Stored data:
--- START ---
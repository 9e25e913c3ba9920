use crate::engines::execution::isa;
use crate::engines::execution::Opcode;
use crate::engines::generation::genome::{Candidate, Genome};
use rand::Rng;

/// Generate a random genome of `code_length` bytes. All but the final slot
/// draw from the non-halting opcode range; the final slot is forced to
/// `Halt` so every freshly initialized program terminates by construction.
pub fn random_genome<R: Rng>(code_length: usize, rng: &mut R) -> Genome {
    let mut code: Genome = (0..code_length.saturating_sub(1))
        .map(|_| isa::random_non_halt_opcode(rng))
        .collect();
    code.push(Opcode::Halt.as_byte());
    code
}

/// Tournament selection: sample `tournament_size` indices uniformly and
/// return the one with the lowest fitness seen (lower distance is better).
/// The incumbent only changes on a strictly lower fitness.
pub fn tournament_selection<R: Rng>(
    population: &[Candidate],
    tournament_size: usize,
    rng: &mut R,
) -> usize {
    let mut best_idx = rng.gen_range(0..population.len());
    let mut best_fitness = population[best_idx].fitness;

    for _ in 1..tournament_size {
        let idx = rng.gen_range(0..population.len());
        if population[idx].fitness < best_fitness {
            best_idx = idx;
            best_fitness = population[idx].fitness;
        }
    }

    best_idx
}

/// Single-point crossover: the child takes parent1's bytes before the cut
/// and parent2's bytes from the cut onward. Parents are never modified.
pub fn crossover<R: Rng>(parent1: &Genome, parent2: &Genome, rng: &mut R) -> Genome {
    let cut = rng.gen_range(0..parent1.len());
    crossover_at(parent1, parent2, cut)
}

/// Deterministic crossover at a given cut point. A cut of 0 copies
/// parent2 exactly; a cut of the full length copies parent1 exactly.
pub fn crossover_at(parent1: &Genome, parent2: &Genome, cut: usize) -> Genome {
    let mut child = parent1.clone();
    child[cut..].copy_from_slice(&parent2[cut..]);
    child
}

/// Mutation: independently for every byte, with probability
/// `mutation_rate`, replace it with a draw from the full opcode range
/// (`Halt` included). Replacements are independent draws and may repeat
/// the original byte.
pub fn mutate<R: Rng>(code: &mut Genome, mutation_rate: f64, rng: &mut R) {
    for byte in code.iter_mut() {
        if rng.gen::<f64>() < mutation_rate {
            *byte = isa::random_opcode(rng);
        }
    }
}
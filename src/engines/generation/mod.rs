pub mod genome;
pub mod operators;
pub mod hall_of_fame;
pub mod evolution_engine;
pub mod progress;

pub use genome::{Candidate, Genome, UNEVALUATED};
pub use hall_of_fame::{EliteCandidate, HallOfFame};
pub use evolution_engine::{EvolutionEngine, ProgressCallback};
pub use progress::{ChannelProgressCallback, ConsoleProgressCallback, ProgressMessage};
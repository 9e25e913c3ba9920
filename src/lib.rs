pub mod config;
pub mod engines;
pub mod error;

pub use config::{AppConfig, ConfigManager};
pub use engines::execution::{Machine, Opcode};
pub use engines::evaluation::Evaluator;
pub use engines::generation::{Candidate, EvolutionEngine, HallOfFame, ProgressCallback};
pub use error::{BytevolveError, Result};
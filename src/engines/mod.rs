pub mod execution;
pub mod evaluation;
pub mod generation;
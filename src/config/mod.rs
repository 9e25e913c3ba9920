pub mod traits;
pub mod evolution;
pub mod machine;
pub mod fitness;
pub mod manager;

pub use manager::{AppConfig, ConfigManager};
pub use evolution::EvolutionConfig;
pub use machine::MachineConfig;
pub use fitness::FitnessConfig;
//! Progressive, resilient multi-source loading for the Growth Signals
//! dashboard.
//!
//! Fetches the dashboard's collections (leads, tweets, news, deals,
//! market ticks, stats) from the backend API in two tiers, tolerates
//! partial failures, supersedes cached tweets with live ones, debounces
//! structured filter changes, and exposes a locally filterable snapshot
//! view. See [`Orchestrator`] for the entry point.

pub mod config;
pub mod filter;
pub mod orchestrator;
pub mod progressive;
pub mod store;

mod cache_live;

pub use config::LoaderConfig;
pub use filter::{search_leads, tweets_above_threshold, LeadFilter};
pub use orchestrator::Orchestrator;
pub use progressive::LoadOutcome;
pub use store::{Collection, DashboardSnapshot, DashboardStore, LoadState};
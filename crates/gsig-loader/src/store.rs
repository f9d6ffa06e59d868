//! Dashboard state store.
//!
//! Owns every collection the orchestrator fetches and the load flags the
//! presentation layer reads. All mutation goes through sequence-checked
//! commits: each fetch takes a ticket via [`DashboardStore::begin`]
//! before issuing its request, and a commit whose ticket is older than
//! the last applied one is discarded. That makes "only the most recent
//! request's result is ever applied" hold even when overlapping cycles
//! race, with completion order decoupled from request order.

use std::sync::{Mutex, MutexGuard, PoisonError};

use gsig_api::{DashboardStats, Deal, Lead, MarketTick, NewsItem, Tweet};

/// The independently fetched collections the store owns.
#[derive(Debug, Clone, Copy, PartialEq, Eq)]
pub enum Collection {
    Leads,
    Tweets,
    News,
    Deals,
    MarketTicks,
    Stats,
}

impl std::fmt::Display for Collection {
    fn fmt(&self, f: &mut std::fmt::Formatter<'_>) -> std::fmt::Result {
        match self {
            Collection::Leads => write!(f, "leads"),
            Collection::Tweets => write!(f, "tweets"),
            Collection::News => write!(f, "news"),
            Collection::Deals => write!(f, "deals"),
            Collection::MarketTicks => write!(f, "market_ticks"),
            Collection::Stats => write!(f, "stats"),
        }
    }
}

/// Per-collection loading flags plus the combined re-analysis flag.
///
/// Each flag transitions `true` at fetch start and `false` on settle,
/// success or failure, independently of the others.
#[derive(Debug, Clone, Copy, Default, PartialEq, Eq)]
pub struct LoadState {
    /// Covers the whole critical tier (leads, stats, news, deals).
    pub critical_loading: bool,
    pub tweets_loading: bool,
    pub market_loading: bool,
    /// Covers the full re-analysis span: the analysis call plus the
    /// subsequent reloads.
    pub analyzing: bool,
}

/// Read-only view of the store at one instant. Cloned out; mutating a
/// snapshot never touches the store.
#[derive(Debug, Clone, Default)]
pub struct DashboardSnapshot {
    pub leads: Vec<Lead>,
    pub tweets: Vec<Tweet>,
    pub news: Vec<NewsItem>,
    pub deals: Vec<Deal>,
    pub market: Vec<MarketTick>,
    pub stats: DashboardStats,
    pub load: LoadState,
}

/// A value plus the sequence counters guarding it.
#[derive(Debug, Default)]
struct Versioned<T> {
    value: T,
    issued: u64,
    applied: u64,
}

impl<T> Versioned<T> {
    fn begin(&mut self) -> u64 {
        self.issued += 1;
        self.issued
    }

    /// Applies `value` unless a newer ticket already committed.
    fn commit(&mut self, ticket: u64, value: T) -> bool {
        if ticket <= self.applied {
            return false;
        }
        self.applied = ticket;
        self.value = value;
        true
    }
}

#[derive(Debug, Default)]
struct StoreInner {
    leads: Versioned<Vec<Lead>>,
    tweets: Versioned<Vec<Tweet>>,
    news: Versioned<Vec<NewsItem>>,
    deals: Versioned<Vec<Deal>>,
    market: Versioned<Vec<MarketTick>>,
    stats: Versioned<DashboardStats>,
    load: LoadState,
}

/// Shared dashboard state with an explicit init/reset lifecycle.
#[derive(Debug, Default)]
pub struct DashboardStore {
    inner: Mutex<StoreInner>,
}

impl DashboardStore {
    #[must_use]
    pub fn new() -> Self {
        Self::default()
    }

    /// Clears all collections and flags back to their initial state.
    ///
    /// Sequence counters are deliberately preserved: a request still in
    /// flight across a reset carries a pre-reset ticket and must not be
    /// able to resurrect pre-reset data.
    pub fn reset(&self) {
        let mut inner = self.lock();
        inner.leads.value = Vec::new();
        inner.tweets.value = Vec::new();
        inner.news.value = Vec::new();
        inner.deals.value = Vec::new();
        inner.market.value = Vec::new();
        inner.stats.value = DashboardStats::default();
        inner.load = LoadState::default();
    }

    /// Issues a ticket for an upcoming fetch of `collection`.
    ///
    /// Must be called before the request goes out; the returned ticket is
    /// handed back to the matching `commit_*` method.
    pub fn begin(&self, collection: Collection) -> u64 {
        let mut inner = self.lock();
        match collection {
            Collection::Leads => inner.leads.begin(),
            Collection::Tweets => inner.tweets.begin(),
            Collection::News => inner.news.begin(),
            Collection::Deals => inner.deals.begin(),
            Collection::MarketTicks => inner.market.begin(),
            Collection::Stats => inner.stats.begin(),
        }
    }

    pub fn commit_leads(&self, ticket: u64, leads: Vec<Lead>) -> bool {
        let applied = self.lock().leads.commit(ticket, leads);
        if !applied {
            log_stale(Collection::Leads, ticket);
        }
        applied
    }

    pub fn commit_tweets(&self, ticket: u64, tweets: Vec<Tweet>) -> bool {
        let applied = self.lock().tweets.commit(ticket, tweets);
        if !applied {
            log_stale(Collection::Tweets, ticket);
        }
        applied
    }

    pub fn commit_news(&self, ticket: u64, news: Vec<NewsItem>) -> bool {
        let applied = self.lock().news.commit(ticket, news);
        if !applied {
            log_stale(Collection::News, ticket);
        }
        applied
    }

    pub fn commit_deals(&self, ticket: u64, deals: Vec<Deal>) -> bool {
        let applied = self.lock().deals.commit(ticket, deals);
        if !applied {
            log_stale(Collection::Deals, ticket);
        }
        applied
    }

    pub fn commit_market(&self, ticket: u64, ticks: Vec<MarketTick>) -> bool {
        let applied = self.lock().market.commit(ticket, ticks);
        if !applied {
            log_stale(Collection::MarketTicks, ticket);
        }
        applied
    }

    pub fn commit_stats(&self, ticket: u64, stats: DashboardStats) -> bool {
        let applied = self.lock().stats.commit(ticket, stats);
        if !applied {
            log_stale(Collection::Stats, ticket);
        }
        applied
    }

    pub fn set_critical_loading(&self, loading: bool) {
        self.lock().load.critical_loading = loading;
    }

    pub fn set_tweets_loading(&self, loading: bool) {
        self.lock().load.tweets_loading = loading;
    }

    pub fn set_market_loading(&self, loading: bool) {
        self.lock().load.market_loading = loading;
    }

    pub fn set_analyzing(&self, analyzing: bool) {
        self.lock().load.analyzing = analyzing;
    }

    #[must_use]
    pub fn load_state(&self) -> LoadState {
        self.lock().load
    }

    /// Clones the current state out as a read-only snapshot.
    #[must_use]
    pub fn snapshot(&self) -> DashboardSnapshot {
        let inner = self.lock();
        DashboardSnapshot {
            leads: inner.leads.value.clone(),
            tweets: inner.tweets.value.clone(),
            news: inner.news.value.clone(),
            deals: inner.deals.value.clone(),
            market: inner.market.value.clone(),
            stats: inner.stats.value.clone(),
            load: inner.load,
        }
    }

    fn lock(&self) -> MutexGuard<'_, StoreInner> {
        // Store mutation never panics while holding the guard; recover the
        // inner state rather than propagating poison.
        self.inner.lock().unwrap_or_else(PoisonError::into_inner)
    }
}

fn log_stale(collection: Collection, ticket: u64) {
    tracing::debug!(%collection, ticket, "stale completion discarded");
}
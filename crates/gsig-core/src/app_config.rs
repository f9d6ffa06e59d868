/// Runtime configuration for the dashboard data orchestrator.
///
/// All timing values are plain integers (milliseconds/seconds) rather than
/// `Duration` so the struct stays trivially `Clone` and printable; the
/// loader converts at the edge.
#[derive(Debug, Clone)]
pub struct GsigConfig {
    /// Root of the backend, without the `/api` prefix.
    pub backend_url: String,
    pub request_timeout_secs: u64,
    /// Delay between critical-tier completion and the secondary tier.
    pub secondary_tier_delay_ms: u64,
    /// Window between publishing cached tweets and requesting live ones.
    pub cache_to_live_delay_ms: u64,
    /// Debounce window for structured lead filter changes.
    pub filter_debounce_ms: u64,
    /// Tweets at or below this relevance score are hidden from the
    /// filtered view. Observed values differed across dashboard
    /// revisions; this makes the choice explicit.
    pub tweet_relevance_threshold: f64,
    /// Static context label sent with every content analysis request.
    pub company_context: String,
    pub log_level: String,
}
//! Cache-then-live tweet loading.
//!
//! Publishes the cached tweet set as soon as it arrives (first paint),
//! then after a fixed window requests the live variant. Live supersedes
//! cached only when it succeeds and is non-empty; an empty or failed
//! live result leaves the cached tweets authoritative for the session.

use std::sync::Arc;

use gsig_api::ApiClient;

use crate::config::LoaderConfig;
use crate::store::{Collection, DashboardStore};

pub(crate) struct CacheThenLiveLoader {
    api: Arc<ApiClient>,
    store: Arc<DashboardStore>,
}

impl CacheThenLiveLoader {
    pub(crate) fn new(api: Arc<ApiClient>, store: Arc<DashboardStore>) -> Self {
        Self { api, store }
    }

    /// Runs one cached-then-live cycle for the Tweets collection.
    pub(crate) async fn run(&self, config: &LoaderConfig, search_context: Option<&str>) {
        self.store.set_tweets_loading(true);
        let ticket = self.store.begin(Collection::Tweets);
        match self.api.get_cached_tweets().await {
            Ok(tweets) => {
                tracing::debug!(count = tweets.len(), "published cached tweets");
                self.store.commit_tweets(ticket, tweets);
            }
            Err(e) => {
                tracing::warn!(
                    source = "cached-tweets",
                    error = %e,
                    "cached tweet fetch failed; keeping previous tweets"
                );
            }
        }
        self.store.set_tweets_loading(false);

        tokio::time::sleep(config.cache_to_live_delay).await;

        let ticket = self.store.begin(Collection::Tweets);
        match self.api.get_live_tweets(search_context, true).await {
            Ok(live) if !live.is_empty() => {
                tracing::debug!(count = live.len(), "live tweets superseded cached set");
                self.store.commit_tweets(ticket, live);
            }
            Ok(_) => {
                tracing::debug!("live tweet fetch returned empty; keeping cached tweets");
            }
            Err(e) => {
                tracing::warn!(
                    source = "live-tweets",
                    error = %e,
                    "live tweet fetch failed; keeping cached tweets"
                );
            }
        }
    }
}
--- END ---
WHAT YOU NEED TO DO:
Lines that contain "analysis" should be pulled from the entries above and reported.

TASK ANSWER:
/// Per-collection loading flags plus the combined re-analysis flag.
    /// Covers the full re-analysis span: the analysis call plus the
    /// Static context label sent with every content analysis request.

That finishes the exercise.